Wednesday, July 08, 2009

Dante on Usury

From the Inferno, Canto XI:

"Once more go back a little to the point,"
I said, "where you state usury offends
The divine goodness, and untie the knot."

"Philosophy, to one who understands,
Points out — and on more than one occasion —
How nature gathers her entire course

"From divine intellect and divine art.
And if you pore over your Physics closely,
You’ll find, not many pages from the start,

"That, when possible, your art follows nature
As a pupil does his master; in effect,
Your art is like the grandchild of our God.

"From art and nature, if you will recall
The opening of Genesis, man is meant
To earn his way and further humankind.

"But still the usurer takes another way:
He scorns nature and her follower, art,
Because he puts his hope in something else."
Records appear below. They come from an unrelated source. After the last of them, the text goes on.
//! Component version sets
//!
//! A `ComponentVersionSet` is built twice per run: once from upstream
//! (latest) and once from the release store (recorded). Staleness compares
//! the five tracked components; the platform branch only steers source sync.

use serde::{Deserialize, Serialize};

/// A tracked upstream component
#[derive(Debug, Clone, Copy, PartialEq, Eq, Hash, Serialize, Deserialize)]
#[serde(rename_all = "snake_case")]
pub enum Component {
    Stack,
    Platform,
    BrowserEngine,
    AppStoreClient,
    PrivilegedExtension,
}

impl Component {
    /// All tracked components in comparison order
    pub const ALL: [Component; 5] = [
        Component::Stack,
        Component::Platform,
        Component::BrowserEngine,
        Component::AppStoreClient,
        Component::PrivilegedExtension,
    ];

    /// Human-readable label used in decision reasons
    pub fn label(&self) -> &'static str {
        match self {
            Component::Stack => "stack version",
            Component::Platform => "platform build",
            Component::BrowserEngine => "chromium version",
            Component::AppStoreClient => "F-Droid client version",
            Component::PrivilegedExtension => "F-Droid privileged extension version",
        }
    }
}

impl std::fmt::Display for Component {
    fn fmt(&self, f: &mut std::fmt::Formatter<'_>) -> std::fmt::Result {
        f.write_str(self.label())
    }
}

/// Versions of every upstream component that feeds a build
#[derive(Debug, Clone, Default, PartialEq, Eq, Serialize, Deserialize)]
pub struct ComponentVersionSet {
    /// Stack release name (e.g. "v5")
    pub stack: String,

    /// Platform build id for the device (e.g. "QQ3A.200805.001")
    pub platform_build: String,

    /// Platform source branch for the build id
    #[serde(default)]
    pub platform_branch: String,

    /// Chromium version, four dotted integers
    pub browser_engine: String,

    /// F-Droid client tag
    pub app_store_client: String,

    /// F-Droid privileged extension tag
    pub privileged_extension: String,
}

impl ComponentVersionSet {
    /// Version string for a tracked component
    pub fn get(&self, component: Component) -> &str {
        match component {
            Component::Stack => &self.stack,
            Component::Platform => &self.platform_build,
            Component::BrowserEngine => &self.browser_engine,
            Component::AppStoreClient => &self.app_store_client,
            Component::PrivilegedExtension => &self.privileged_extension,
        }
    }

    /// Components whose value is empty
    pub fn missing(&self) -> Vec<Component> {
        Component::ALL
            .into_iter()
            .filter(|c| self.get(*c).trim().is_empty())
            .collect()
    }

    /// Components whose value differs from `other`
    pub fn differing(&self, other: &ComponentVersionSet) -> Vec<Component> {
        Component::ALL
            .into_iter()
            .filter(|c| self.get(*c) != other.get(*c))
            .collect()
    }
}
Dante puts the usurers in the lowest sub-circle of the seventh circle of hell, with others whose sins are regarded as doing violence against nature and nature's God; many people have noted that usurers are placed deeper into hell than violent murderers, violent suicides, blasphemers, and sodomites. Dante regards usurers as perverting art, i.e., productive skill, by means of which we are supposed to produce and create and thereby imitate the goodness of God. Usury is the anti-art: it produces nothing substantial, being just a set of multiplication games with money, and therefore does not really contribute anything to 'earning one's way and furthering humankind'. It merely gives the illusion of doing so, and is therefore a sort of mockery of both human reason and divine providence -- indeed, a sort of universal violence against neighbor, God, and one's own reason, an extraordinarily efficient form of violence by which you do the most damage with the least effort.

The Violent in Dante's hell suffer violent punishments; the punishment of the usurers is to sit while futilely and wearily trying to ward off with their hands the violent, whipping winds that sometimes shower them with burning sand and sometimes cover them with flaming fire.

(ADDED LATER: By an interesting coincidence, Arsen Darnay had a post on usury and Dante as well.)